In another group of nine Trump voters, four said they don’t want Trump to run again, but their reasons were practical.
Texas Republican 1: As much as I want Trump to run in 2024, can he win? [That] is the problem.
Texas Republican 2: I’d be hesitant just because I think there’s so many people that hate him and don’t like him.
To get a sense of Trump’s power, look at the fate of Republican candidates he’s actively opposed. Anthony Gonzalez is retiring rather than face a challenger he couldn’t beat. Liz Cheney is in a world of trouble. Ditto Nancy Mace. Maybe Lisa Murkowski will be able to hold on because of the oddities of Alaska’s voting laws. (But maybe not.)
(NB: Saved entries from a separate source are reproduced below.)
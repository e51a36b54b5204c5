//! Structured snapshots of NFSv4 client state and the capturers that fill them
//!
//! Every capturer is wired to exactly one probe site. It records the point
//! visit and then copies specific fields from the live objects supplied with
//! the notification into fixed-width fields of the call record.
//!
//! Copies are field by field and best-effort: a field that cannot be read
//! keeps its previous value. Failures are tallied in a [`CaptureOutcome`]
//! so tests and engine statistics can see them.

use crate::call_record::{CallRecord, NFS_MAXFHSIZE, STATEID_OTHER_SIZE};
use crate::emission::Reason;
use crate::layout::{Field, LayoutSet, ObjectView, ReadError};
use crate::notification::ProbeArgs;
use crate::probes::{Capture, PointId};

/// Versioned lease identifier (`nfs4_stateid`)
#[derive(Debug, Clone, Copy, PartialEq, Eq)]
pub struct StateIdSnapshot {
    /// Sequence number in network byte order
    pub seqid: [u8; 4],
    pub other: [u8; STATEID_OTHER_SIZE],
    pub kind: u32,
}

impl StateIdSnapshot {
    pub const ZEROED: StateIdSnapshot = StateIdSnapshot {
        seqid: [0; 4],
        other: [0; STATEID_OTHER_SIZE],
        kind: 0,
    };

    /// Sequence number with the wire byte order corrected
    pub fn seqid_value(&self) -> u32 {
        seqid_value(self.seqid)
    }

    pub fn capture(&mut self, src: Option<ObjectView<'_>>, out: &mut CaptureOutcome) {
        out.apply(read(src, |v| v.read_array(Field::Seqid)), &mut self.seqid);
        out.apply(read(src, |v| v.read_array(Field::Other)), &mut self.other);
        out.apply(
            read(src, |v| v.read_uint(Field::Type).map(|t| t as u32)),
            &mut self.kind,
        );
    }
}

/// Decode a stateid sequence number; it travels most significant byte first
pub fn seqid_value(raw: [u8; 4]) -> u32 {
    u32::from_be_bytes(raw)
}

/// File handle (`nfs_fh`)
#[derive(Debug, Clone, Copy, PartialEq, Eq)]
pub struct FileHandleSnapshot {
    pub size: u8,
    pub data: [u8; NFS_MAXFHSIZE],
}

impl FileHandleSnapshot {
    pub const ZEROED: FileHandleSnapshot = FileHandleSnapshot {
        size: 0,
        data: [0; NFS_MAXFHSIZE],
    };

    /// Meaningful prefix of the handle
    pub fn as_bytes(&self) -> &[u8] {
        &self.data[..(self.size as usize).min(NFS_MAXFHSIZE)]
    }

    pub fn capture(&mut self, src: Option<ObjectView<'_>>, out: &mut CaptureOutcome) {
        out.apply(
            read(src, |v| v.read_uint(Field::FhSize).map(|s| s as u8)),
            &mut self.size,
        );
        out.apply(read(src, |v| v.read_array(Field::FhData)), &mut self.data);
    }
}

/// Open state (`nfs4_state`) at one point in time
#[derive(Debug, Clone, Copy, PartialEq, Eq)]
pub struct StateSnapshot {
    pub open_stateid: StateIdSnapshot,
    pub stateid: StateIdSnapshot,
    pub flags: u64,
    pub n_rdonly: u32,
    pub n_wronly: u32,
    pub n_rdwr: u32,
    /// fmode the server granted
    pub state: u32,
}

impl StateSnapshot {
    pub const ZEROED: StateSnapshot = StateSnapshot {
        open_stateid: StateIdSnapshot::ZEROED,
        stateid: StateIdSnapshot::ZEROED,
        flags: 0,
        n_rdonly: 0,
        n_wronly: 0,
        n_rdwr: 0,
        state: 0,
    };

    pub fn capture(
        &mut self,
        src: Option<ObjectView<'_>>,
        layouts: &LayoutSet,
        out: &mut CaptureOutcome,
    ) {
        let open_stateid = src.and_then(|v| v.nested(Field::OpenStateid, &layouts.stateid).ok());
        self.open_stateid.capture(open_stateid, out);
        let stateid = src.and_then(|v| v.nested(Field::Stateid, &layouts.stateid).ok());
        self.stateid.capture(stateid, out);

        out.apply(read(src, |v| v.read_uint(Field::Flags)), &mut self.flags);
        out.apply(read_u32(src, Field::NRdwr), &mut self.n_rdwr);
        out.apply(read_u32(src, Field::NWronly), &mut self.n_wronly);
        out.apply(read_u32(src, Field::NRdonly), &mut self.n_rdonly);
        out.apply(read_u32(src, Field::Mode), &mut self.state);
    }
}

/// Recovery status word of the owning `nfs_client`
#[derive(Debug, Clone, Copy, PartialEq, Eq)]
pub struct ClientStateSnapshot {
    pub cl_state: u64,
}

impl ClientStateSnapshot {
    pub const ZEROED: ClientStateSnapshot = ClientStateSnapshot { cl_state: 0 };

    pub fn capture(&mut self, src: Option<ObjectView<'_>>, out: &mut CaptureOutcome) {
        out.apply(read(src, |v| v.read_uint(Field::ClState)), &mut self.cl_state);
    }
}

/// `nfs4_run_open_task`: arguments at entry, result stateid at return
#[derive(Debug, Clone, Copy, PartialEq, Eq)]
pub struct RunOpenTaskCapture {
    pub enter_fh: FileHandleSnapshot,
    pub enter_share_access: u32,
    pub enter_claim: u8,
    pub return_stateid: StateIdSnapshot,
}

/// `_nfs4_opendata_to_nfs4_state`: stateid the server returned
#[derive(Debug, Clone, Copy, PartialEq, Eq)]
pub struct OpendataToStateCapture {
    pub stateid: StateIdSnapshot,
}

/// `update_open_stateid`: the new open stateid and the state it updates
#[derive(Debug, Clone, Copy, PartialEq, Eq)]
pub struct UpdateOpenStateidCapture {
    pub open_stateid: StateIdSnapshot,
    pub state: StateSnapshot,
}

/// `nfs4_state_mark_reclaim_nograce`: state before and after, and the outcome
#[derive(Debug, Clone, Copy, PartialEq, Eq)]
pub struct ReclaimNograceCapture {
    pub enter_state: StateSnapshot,
    pub return_state: StateSnapshot,
    pub executed: u32,
    pub result: u32,
}

/// Return value meaning the state was marked for non-graceful reclaim
pub const RECLAIM_MARKED: u32 = 1;

/// `nfs4_wait_clnt_recover`: client state while waiting for recovery
#[derive(Debug, Clone, Copy, PartialEq, Eq)]
pub struct WaitClntRecoverCapture {
    pub client: ClientStateSnapshot,
}

/// All structured captures carried by a call record
#[derive(Debug, Clone, Copy, PartialEq, Eq)]
pub struct DomainSnapshots {
    pub run_open_task: RunOpenTaskCapture,
    pub opendata_to_state: OpendataToStateCapture,
    pub update_open_stateid: UpdateOpenStateidCapture,
    pub reclaim_nograce: ReclaimNograceCapture,
    pub wait_clnt_recover: WaitClntRecoverCapture,
}

impl DomainSnapshots {
    pub const ZEROED: DomainSnapshots = DomainSnapshots {
        run_open_task: RunOpenTaskCapture {
            enter_fh: FileHandleSnapshot::ZEROED,
            enter_share_access: 0,
            enter_claim: 0,
            return_stateid: StateIdSnapshot::ZEROED,
        },
        opendata_to_state: OpendataToStateCapture {
            stateid: StateIdSnapshot::ZEROED,
        },
        update_open_stateid: UpdateOpenStateidCapture {
            open_stateid: StateIdSnapshot::ZEROED,
            state: StateSnapshot::ZEROED,
        },
        reclaim_nograce: ReclaimNograceCapture {
            enter_state: StateSnapshot::ZEROED,
            return_state: StateSnapshot::ZEROED,
            executed: 0,
            result: 0,
        },
        wait_clnt_recover: WaitClntRecoverCapture {
            client: ClientStateSnapshot::ZEROED,
        },
    };
}

/// Tally of field reads performed by one capture
#[derive(Debug, Clone, Copy, Default, PartialEq, Eq)]
pub struct CaptureOutcome {
    pub attempted: u16,
    pub failed: u16,
}

impl CaptureOutcome {
    /// Store a successful read into `dst`; count a failed one and leave `dst` alone
    pub fn apply<T>(&mut self, read: Result<T, ReadError>, dst: &mut T) {
        self.attempted += 1;
        match read {
            Ok(value) => *dst = value,
            Err(_) => self.failed += 1,
        }
    }

    pub fn is_complete(&self) -> bool {
        self.failed == 0
    }
}

fn read<'a, T>(
    src: Option<ObjectView<'a>>,
    f: impl FnOnce(ObjectView<'a>) -> Result<T, ReadError>,
) -> Result<T, ReadError> {
    src.ok_or(ReadError::NoObject).and_then(f)
}

fn read_u32(src: Option<ObjectView<'_>>, field: Field) -> Result<u32, ReadError> {
    read(src, |v| v.read_uint(field).map(|n| n as u32))
}

const PENDING_RUN_OPEN_TASK: u16 = Capture::RunOpenTaskEnter.bit();
const PENDING_RECLAIM_NOGRACE: u16 = Capture::ReclaimNograceEnter.bit();

/// Capture the target file's short name at call entry
pub fn capture_target_name(
    record: &mut CallRecord,
    dentry: Option<ObjectView<'_>>,
) -> CaptureOutcome {
    let mut out = CaptureOutcome::default();
    out.apply(
        read(dentry, |v| v.read_array(Field::DIname)),
        &mut record.target_name,
    );
    out
}

/// Run the capturer wired to a probe site
///
/// Return-edge captures only act when their entry half ran for this call;
/// otherwise the notification is ignored entirely, point included.
pub fn apply_capture(
    capture: Capture,
    record: &mut CallRecord,
    point: PointId,
    now_us: u64,
    args: &ProbeArgs<'_>,
    layouts: &LayoutSet,
) -> CaptureOutcome {
    let mut out = CaptureOutcome::default();
    let snaps = &mut record.snapshots;

    match capture {
        Capture::RunOpenTaskEnter => {
            record.record_point(point, now_us);
            let task = &mut record.snapshots.run_open_task;
            task.enter_fh.capture(args.fh, &mut out);
            out.apply(
                read_u32(args.opendata, Field::ShareAccess),
                &mut task.enter_share_access,
            );
            out.apply(
                read(args.opendata, |v| v.read_uint(Field::Claim).map(|c| c as u8)),
                &mut task.enter_claim,
            );
            record.pending |= PENDING_RUN_OPEN_TASK;
        }
        Capture::RunOpenTaskReturn => {
            if record.pending & PENDING_RUN_OPEN_TASK == 0 {
                return out;
            }
            record.record_point(point, now_us);
            let stateid = args
                .opendata
                .and_then(|v| v.nested(Field::OResStateid, &layouts.stateid).ok());
            let returned = &mut record.snapshots.run_open_task.return_stateid;
            returned.capture(stateid, &mut out);
            if returned.seqid_value() > 1 {
                record.latched.insert(Reason::Seqid);
            }
            record.pending &= !PENDING_RUN_OPEN_TASK;
        }
        Capture::OpendataToState => {
            let stateid = args
                .opendata
                .and_then(|v| v.nested(Field::OResStateid, &layouts.stateid).ok());
            snaps.opendata_to_state.stateid.capture(stateid, &mut out);
            record.record_point(point, now_us);
        }
        Capture::UpdateOpenStateid => {
            let update = &mut snaps.update_open_stateid;
            update.open_stateid.capture(args.stateid, &mut out);
            update.state.capture(args.state, layouts, &mut out);
            record.record_point(point, now_us);
        }
        Capture::ReclaimNograceEnter => {
            let reclaim = &mut snaps.reclaim_nograce;
            reclaim.enter_state.capture(args.state, layouts, &mut out);
            reclaim.executed = 1;
            record.record_point(point, now_us);
            record.pending |= PENDING_RECLAIM_NOGRACE;
        }
        Capture::ReclaimNograceReturn => {
            if record.pending & PENDING_RECLAIM_NOGRACE == 0 {
                return out;
            }
            let reclaim = &mut snaps.reclaim_nograce;
            out.apply(
                args.ret.map(|r| r as u32).ok_or(ReadError::NoObject),
                &mut reclaim.result,
            );
            reclaim.return_state.capture(args.state, layouts, &mut out);
            if args.ret.is_some() && reclaim.result == RECLAIM_MARKED {
                record.latched.insert(Reason::ReclaimNograce);
            }
            record.record_point(point, now_us);
            record.pending &= !PENDING_RECLAIM_NOGRACE;
        }
        Capture::WaitClntRecover => {
            snaps.wait_clnt_recover.client.capture(args.client, &mut out);
            record.record_point(point, now_us);
        }
    }
    out
}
Brian Kemp may be the exception who proves the rule. He has all the advantages of incumbency, and Trump still went all-in with his attempt to unseat him in a primary. So far, it hasn’t paid off. But the rule of thumb seems to be that Republican candidates can only survive Trump endorsing another candidate if they are willing to keep smiling and insisting that they love Trump, too.
What’s remarkable about Trump’s grip on the party is not only that he has maintained it despite his exit from the presidency and from (mainstream) social media—but that by some measures his standing has actually improved.
As of today, Trump’s favorable/unfavorable split is the best it’s ever been.
Throughout Trump’s candidacy and presidency, his average approval rating was never higher than 44.5 percent—and it hit that mark only for a moment in the honeymoon period after the 2016 election and before his inauguration, when America was still hoping that he would “grow in office.”
By the spring of 2017, he had settled into a -15 point split—the lowest and most durable net disapproval rating of any president in the history of modern polling.
Following the Jan. 6th insurrection and his second impeachment, Trump’s approval rating bottomed out at -21. A truly spectacular implosion.
But over the last 12 months, even as his grip on the party was supposedly waning, his disapproval numbers floated down and his approval number ticked all the way up to 44.6 percent—the highest it’s ever been.
I would love to be wrong about Trump and the Republican party. It would be good for America if the GOP would move on. But when you look at the numbers and listen to the voters, the idea that the party is growing to be independent of Trump seems less like analysis and more like wishcasting.